Whipping out my wings, I plunge down from the peak, angling for the fastest wind channel to gain maximum speed.

Varex follows me. “Kyreagan, what’s wrong?”

“Serylla. I can’t sense her. I’ve been so distracted—I can’t remember when I last felt her presence. Shortly after I left the cave, I think. Fuck…”

Varex doesn’t reply. Perhaps he and Jessiva do not share the same link that Serylla and I do. Our bond is new, untested… perhaps I shouldn’t be so frantic about its absence. But I can’t shake the dread crawling along my bones, the suspicion that something is very wrong.

With Varex at my side, I soar toward the entrance of my cave and land hastily on the ledge.

“Serylla!” I hate how desperate I sound. Her scent is everywhere, but it’s not fresh. It has faded over a number of hours.

With a wondering light in his eyes, Varex crawls toward the nest where the two eggs sit side by side. “Your little ones.”

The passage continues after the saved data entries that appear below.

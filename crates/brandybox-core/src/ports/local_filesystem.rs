//! Local filesystem port (driven/secondary port)
//!
//! This module defines the interface for the local side of a sync: walking
//! the sync root, streaming file content in and out, and adjusting
//! metadata after a verified transfer.
//!
//! ## Design Notes
//!
//! - Paths passed in are absolute; the engine resolves [`RelativePath`]s
//!   against the sync root before calling the port.
//! - Errors are classified into [`FsError`] so a permission problem on one
//!   path can be skipped while a missing sync root aborts the cycle.
//! - `write_atomic` never leaves a partially written file at the target
//!   path: content goes to a temporary sibling that is renamed into place,
//!   and only once its size and hash match the expectation.

use std::io;
use std::path::{Path, PathBuf};

use thiserror::Error;

use super::remote_store::ByteReader;
use crate::domain::{ContentHash, EntryKind, RelativePath};

/// Local filesystem failure categories
#[derive(Debug, Clone, Error, PartialEq, Eq)]
pub enum FsError {
    #[error("Permission denied: {0}")]
    PermissionDenied(PathBuf),

    #[error("Not found: {0}")]
    NotFound(PathBuf),

    #[error("I/O error on {path}: {message}")]
    Io { path: PathBuf, message: String },

    /// Written content did not match what the source announced
    #[error("Content mismatch on {path}: {message}")]
    Mismatch { path: PathBuf, message: String },
}

impl FsError {
    /// Classify a `std::io::Error` raised while touching `path`
    #[must_use]
    pub fn from_io(path: &Path, err: &io::Error) -> Self {
        match err.kind() {
            io::ErrorKind::NotFound => Self::NotFound(path.to_path_buf()),
            io::ErrorKind::PermissionDenied => Self::PermissionDenied(path.to_path_buf()),
            _ => Self::Io {
                path: path.to_path_buf(),
                message: err.to_string(),
            },
        }
    }

    #[must_use]
    pub fn is_not_found(&self) -> bool {
        matches!(self, Self::NotFound(_))
    }

    #[must_use]
    pub fn is_permission_denied(&self) -> bool {
        matches!(self, Self::PermissionDenied(_))
    }
}

/// Current state of one path on disk
#[derive(Debug, Clone, PartialEq)]
pub struct FileSystemState {
    pub exists: bool,
    pub kind: EntryKind,
    pub size: u64,
    /// Seconds since the Unix epoch
    pub modified: f64,
}

impl FileSystemState {
    /// Returns a state representing a non-existent path
    #[must_use]
    pub fn not_found() -> Self {
        Self {
            exists: false,
            kind: EntryKind::File,
            size: 0,
            modified: 0.0,
        }
    }

    #[must_use]
    pub fn is_regular_file(&self) -> bool {
        self.exists && self.kind == EntryKind::File
    }
}

/// One path discovered by [`ILocalFileSystem::walk`]
#[derive(Debug, Clone, PartialEq)]
pub struct WalkedEntry {
    pub path: RelativePath,
    pub kind: EntryKind,
    pub size: u64,
    pub modified: f64,
}

/// Everything a walk found, plus the paths it could not read
#[derive(Debug, Clone, Default)]
pub struct WalkOutcome {
    pub entries: Vec<WalkedEntry>,
    pub errors: Vec<(RelativePath, FsError)>,
}

/// Result of a streamed atomic write
#[derive(Debug, Clone, PartialEq)]
pub struct WriteOutcome {
    pub size: u64,
    pub hash: ContentHash,
}

/// Local filesystem operations
#[async_trait::async_trait]
pub trait ILocalFileSystem: Send + Sync {
    /// Walks the tree below `root`
    ///
    /// Only an unreadable `root` is an error. Unreadable children are
    /// reported in [`WalkOutcome::errors`] and skipped.
    async fn walk(&self, root: &Path) -> Result<WalkOutcome, FsError>;

    /// Returns the current metadata of `path`
    async fn get_state(&self, path: &Path) -> Result<FileSystemState, FsError>;

    /// Opens `path` for streamed reading
    async fn open_read(&self, path: &Path) -> Result<ByteReader, FsError>;

    /// Streams `reader` into `path` atomically, creating parent directories
    ///
    /// When an expected size or hash is given and the streamed content
    /// differs, the target is left untouched and [`FsError::Mismatch`] is
    /// returned.
    async fn write_atomic(
        &self,
        path: &Path,
        reader: ByteReader,
        expected_size: Option<u64>,
        expected_hash: Option<&ContentHash>,
    ) -> Result<WriteOutcome, FsError>;

    /// Deletes a file, or a directory with whatever it still contains
    async fn delete(&self, path: &Path, kind: EntryKind) -> Result<(), FsError>;

    /// Creates a directory and any missing parents
    async fn create_directory(&self, path: &Path) -> Result<(), FsError>;

    /// Computes the SHA-256 of a file's content
    async fn compute_hash(&self, path: &Path) -> Result<ContentHash, FsError>;

    /// Sets the modification time of `path` (seconds since the Unix epoch)
    async fn set_modified(&self, path: &Path, modified: f64) -> Result<(), FsError>;

    /// Removes now-empty directories above `path`, stopping at `root`
    async fn prune_empty_parents(&self, root: &Path, path: &Path) -> Result<(), FsError>;
}

#[cfg(test)]
mod tests {
    use super::*;

    #[test]
    fn test_from_io_classifies() {
        let path = Path::new("/tmp/x");

        let err = FsError::from_io(path, &io::Error::from(io::ErrorKind::NotFound));
        assert!(err.is_not_found());

        let err = FsError::from_io(path, &io::Error::from(io::ErrorKind::PermissionDenied));
        assert!(err.is_permission_denied());

        let err = FsError::from_io(path, &io::Error::new(io::ErrorKind::Other, "disk full"));
        assert_eq!(err.to_string(), "I/O error on /tmp/x: disk full");
    }

    #[test]
    fn test_not_found_state() {
        let state = FileSystemState::not_found();
        assert!(!state.exists);
        assert!(!state.is_regular_file());
    }
}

“Serylla!” I call again. I return to the brink of the ledge, peering down at the ground far below. Maybe she fell, maybe she jumped… but she wouldn’t. She wouldn’t. Not after I promised to take her back to the mainland and set her free.

I shouldn’t have stayed out so long. I told myself it was my responsibility to speak with every member of the clan, as well as each captive. But maybe I was also putting off the conversation Serylla and I planned to have—our discussion of her departure. She said we would talk about it when I returned. Maybe my dread of that talk twined with my need to care for my clan, and delayed my return. This is all my fault. I should have come back sooner.

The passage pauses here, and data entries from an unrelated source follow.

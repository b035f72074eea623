//! Shell completions generation command
//!
//! Usage: `brandybox completions bash > ~/.local/share/bash-completion/completions/brandybox`

use std::io;

use anyhow::Result;
use clap::CommandFactory;
use clap_complete::Shell;

use super::CliContext;

#[derive(Debug, clap::Args)]
pub struct CompletionsCommand {
    /// Shell to generate completions for
    #[arg(value_enum)]
    pub shell: Shell,
}

impl CompletionsCommand {
    pub async fn execute(&self, _ctx: &CliContext) -> Result<()> {
        let mut cmd = crate::Cli::command();
        clap_complete::generate(self.shell, &mut cmd, "brandybox", &mut io::stdout());
        Ok(())
    }
}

“Where is she?” My claws grate into the rock, carving deep grooves. “Where is she, Varex? I don’t see a body. She didn’t fall. She’s not here.”

“Perhaps another dragon came by and gave her a ride somewhere.”

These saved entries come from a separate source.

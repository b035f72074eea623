//! Domain newtypes with validation
//!
//! This module provides strongly-typed wrappers for the values that flow
//! between the snapshot collector, the planner and the adapters. Each newtype
//! ensures data validity at construction time.

use std::fmt::{self, Display, Formatter};
use std::path::{Component, Path, PathBuf};
use std::str::FromStr;

use serde::{Deserialize, Serialize};
use uuid::Uuid;

use super::errors::DomainError;

// ============================================================================
// Cycle identifier
// ============================================================================

/// Identifier of one sync cycle, used to correlate log lines and reports
#[derive(Debug, Clone, Copy, PartialEq, Eq, Hash, Serialize, Deserialize)]
#[serde(transparent)]
pub struct CycleId(Uuid);

impl CycleId {
    /// Create a new random CycleId
    #[must_use]
    pub fn new() -> Self {
        Self(Uuid::new_v4())
    }

    /// Get the inner UUID value
    #[must_use]
    pub const fn as_uuid(&self) -> &Uuid {
        &self.0
    }
}

impl Default for CycleId {
    fn default() -> Self {
        Self::new()
    }
}

impl Display for CycleId {
    fn fmt(&self, f: &mut Formatter<'_>) -> fmt::Result {
        write!(f, "{}", self.0)
    }
}

impl FromStr for CycleId {
    type Err = DomainError;

    fn from_str(s: &str) -> Result<Self, Self::Err> {
        Uuid::parse_str(s)
            .map(Self)
            .map_err(|e| DomainError::InvalidId(format!("Invalid CycleId: {e}")))
    }
}

// ============================================================================
// Path types
// ============================================================================

/// A path relative to the sync root, always slash-separated
///
/// This is the key used on both sides of a sync: in the local snapshot, in
/// the remote listing and in the persisted state. A RelativePath is:
/// - Non-empty
/// - Not absolute (no leading `/`)
/// - Free of `.`, `..` and empty components
///
/// Backslashes are converted to `/` on construction and a single trailing
/// slash is dropped. Case is preserved.
#[derive(Debug, Clone, PartialEq, Eq, Hash, PartialOrd, Ord, Serialize, Deserialize)]
#[serde(try_from = "String", into = "String")]
pub struct RelativePath(String);

impl RelativePath {
    /// Create a new RelativePath
    ///
    /// # Errors
    /// Returns `DomainError::InvalidPath` if the path is empty, absolute or
    /// contains traversal components
    pub fn new(path: impl Into<String>) -> Result<Self, DomainError> {
        let raw: String = path.into();
        let mut normalized = raw.replace('\\', "/");

        if normalized.ends_with('/') {
            normalized.pop();
        }

        if normalized.is_empty() {
            return Err(DomainError::InvalidPath("Path must not be empty".to_string()));
        }

        if normalized.starts_with('/') {
            return Err(DomainError::InvalidPath(format!(
                "Path must be relative: {raw}"
            )));
        }

        if normalized.contains('\0') {
            return Err(DomainError::InvalidPath(format!(
                "Path contains NUL byte: {raw:?}"
            )));
        }

        for component in normalized.split('/') {
            match component {
                "" => {
                    return Err(DomainError::InvalidPath(format!(
                        "Path contains empty component: {raw}"
                    )))
                }
                "." | ".." => {
                    return Err(DomainError::InvalidPath(format!(
                        "Path contains invalid traversal: {raw}"
                    )))
                }
                _ => {}
            }
        }

        Ok(Self(normalized))
    }

    /// Build a RelativePath from an absolute local path below `root`
    ///
    /// # Errors
    /// Returns error if `path` is not inside `root` or a component is not
    /// valid UTF-8
    pub fn from_local(root: &Path, path: &Path) -> Result<Self, DomainError> {
        let relative = path.strip_prefix(root).map_err(|_| {
            DomainError::InvalidPath(format!(
                "{} is not within {}",
                path.display(),
                root.display()
            ))
        })?;

        let mut parts = Vec::new();
        for component in relative.components() {
            match component {
                Component::Normal(c) => {
                    let part = c.to_str().ok_or_else(|| {
                        DomainError::InvalidPath(format!(
                            "Path is not valid UTF-8: {}",
                            path.display()
                        ))
                    })?;
                    parts.push(part);
                }
                _ => {
                    return Err(DomainError::InvalidPath(format!(
                        "Unexpected path component in {}",
                        path.display()
                    )))
                }
            }
        }

        Self::new(parts.join("/"))
    }

    /// Get the inner string reference
    #[must_use]
    pub fn as_str(&self) -> &str {
        &self.0
    }

    /// Number of components (`a` is 1, `a/b/c` is 3)
    #[must_use]
    pub fn depth(&self) -> usize {
        self.0.matches('/').count() + 1
    }

    /// Final component of the path
    #[must_use]
    pub fn file_name(&self) -> &str {
        match self.0.rfind('/') {
            Some(idx) => &self.0[idx + 1..],
            None => &self.0,
        }
    }

    /// Parent path, or `None` for a top-level entry
    #[must_use]
    pub fn parent(&self) -> Option<Self> {
        self.0.rfind('/').map(|idx| Self(self.0[..idx].to_string()))
    }

    /// All proper ancestors, nearest first (`a/b/c` yields `a/b`, `a`)
    pub fn ancestors(&self) -> impl Iterator<Item = RelativePath> + '_ {
        self.0
            .char_indices()
            .rev()
            .filter(|(_, c)| *c == '/')
            .map(move |(idx, _)| Self(self.0[..idx].to_string()))
    }

    /// True when `self` lies strictly below `other`
    #[must_use]
    pub fn is_descendant_of(&self, other: &RelativePath) -> bool {
        self.0.len() > other.0.len()
            && self.0.starts_with(&other.0)
            && self.0.as_bytes()[other.0.len()] == b'/'
    }

    /// Resolve against a local sync root
    #[must_use]
    pub fn to_local(&self, root: &Path) -> PathBuf {
        let mut path = root.to_path_buf();
        for part in self.0.split('/') {
            path.push(part);
        }
        path
    }
}

impl Display for RelativePath {
    fn fmt(&self, f: &mut Formatter<'_>) -> fmt::Result {
        write!(f, "{}", self.0)
    }
}

impl FromStr for RelativePath {
    type Err = DomainError;

    fn from_str(s: &str) -> Result<Self, Self::Err> {
        Self::new(s)
    }
}

impl TryFrom<String> for RelativePath {
    type Error = DomainError;

    fn try_from(s: String) -> Result<Self, Self::Error> {
        Self::new(s)
    }
}

impl From<RelativePath> for String {
    fn from(path: RelativePath) -> Self {
        path.0
    }
}

// ============================================================================
// Hash types
// ============================================================================

/// A SHA-256 content hash in lowercase hexadecimal (64 characters)
#[derive(Debug, Clone, PartialEq, Eq, Hash, Serialize, Deserialize)]
#[serde(try_from = "String", into = "String")]
pub struct ContentHash(String);

impl ContentHash {
    /// Length of the hex encoding of a SHA-256 digest
    pub const HEX_LEN: usize = 64;

    /// Create a new ContentHash from a hex string
    ///
    /// Uppercase input is accepted and normalized to lowercase.
    ///
    /// # Errors
    /// Returns `DomainError::InvalidHash` if the string is not 64 hex digits
    pub fn new(hash: impl Into<String>) -> Result<Self, DomainError> {
        let hash: String = hash.into();

        if hash.len() != Self::HEX_LEN {
            return Err(DomainError::InvalidHash(format!(
                "Expected {} hex characters, got {}",
                Self::HEX_LEN,
                hash.len()
            )));
        }

        if !hash.chars().all(|c| c.is_ascii_hexdigit()) {
            return Err(DomainError::InvalidHash(format!(
                "Hash contains non-hex characters: {hash}"
            )));
        }

        Ok(Self(hash.to_ascii_lowercase()))
    }

    /// Build a ContentHash from raw digest bytes
    ///
    /// # Errors
    /// Returns error if `digest` is not 32 bytes long
    pub fn from_digest(digest: &[u8]) -> Result<Self, DomainError> {
        if digest.len() * 2 != Self::HEX_LEN {
            return Err(DomainError::InvalidHash(format!(
                "Expected 32 digest bytes, got {}",
                digest.len()
            )));
        }

        let mut hex = String::with_capacity(Self::HEX_LEN);
        for byte in digest {
            hex.push_str(&format!("{byte:02x}"));
        }
        Ok(Self(hex))
    }

    /// Get the inner string reference
    #[must_use]
    pub fn as_str(&self) -> &str {
        &self.0
    }
}

impl Display for ContentHash {
    fn fmt(&self, f: &mut Formatter<'_>) -> fmt::Result {
        write!(f, "{}", self.0)
    }
}

impl FromStr for ContentHash {
    type Err = DomainError;

    fn from_str(s: &str) -> Result<Self, Self::Err> {
        Self::new(s)
    }
}

impl TryFrom<String> for ContentHash {
    type Error = DomainError;

    fn try_from(s: String) -> Result<Self, Self::Error> {
        Self::new(s)
    }
}

impl From<ContentHash> for String {
    fn from(hash: ContentHash) -> Self {
        hash.0
    }
}

// ============================================================================
// Tests
// ============================================================================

“Where?” I snarl. “Where could—”

The peaks of my brother’s wings stiffen and his nostrils flare suddenly. “Be still a moment. Don’t move, don’t breathe.” He lowers his snout to the floor of my cave and prowls along, sniffing deeply.

I’m able to detect a fellow dragon’s scent when they’re nearby, or if they’ve spent a significant amount of time in a certain space, and I can smell a human from some distance away. But Varex can pick up faint traces of an odor hours after its carrier has left the spot.

“Who is it?” I snarl. “Who do you smell?”

He raises his head, alarm in his eyes. “Fortunix.”

Fiery liquid churns in my stomach. While Varex and I surveyed the island today, I told him my suspicions—how I believe Fortunix was behind the plague that ravaged our islands and killed most of our prey. The plague he instigated drove us close to starvation and forced our clan to ally with Vohrain.

“You’re sure it’s him?” I grit out the words between clamped jaws.

“My nose is better than yours, you know that. Fortunix was here, briefly, some hours ago.”

“He took Serylla.”

“He wasn’t at the gathering of the clan, where we chose our partners,” Varex muses. “Several dragons commented on his absence. Maybe he sheltered somewhere alone, and he has been driven mad with the need to mate. Maybe he’s going to—”

“No!” I snarl. “That’s not it. Think, Varex. Who wanted the Princess of Elekstan? Who was willing to pay for her?”

My brother’s eyes widen. “The King of Vohrain. Fortunix is taking her to Rahzien.”

The fiery bile that has been lurching in my gut finally surges onto my tongue. I explode from the mouth of the cave into the sky, spewing streams of orange flame into the rain-washed air.

“Traitor!” I roar through the flames, the loudest cry I’ve ever voiced, immense as a peal of the Mordvorren’s thunder. My voice echoes from cliff to cliff, all through the mountains.

I climb higher, raking my fire across the sky, screaming my fury until my chest aches. Dragons streak from their caves and fly at a cautious distance, hovering anxiously, sharing in my grief and rage even though they don’t yet understand what I’ve lost. Some of the dragons carry human women on their backs, and the sight is like a voratrice’s acid burning through my scales, because my woman is lost. My partner is missing.

“Give us a few moments,” Varex calls to the other dragons. “Then we will gather in the Conch Valley and explain what has happened. Bring any food you have left, so we may all share it.”

The others disperse, except for Varex, Hinarax, and Ashvelon, who carries the enchantress Thelise on his back.

“I can’t stay for a meeting,” I tell them. “I’m leaving now. I have to find her. Varex, you were there, you heard what Rahzien said. You know what he plans to do to Serylla.”

“Explain, Prince,” says Thelise, her brown eyes holding mine. “I’m a friend to your Princess, and if something has happened to her, I may be able to help.”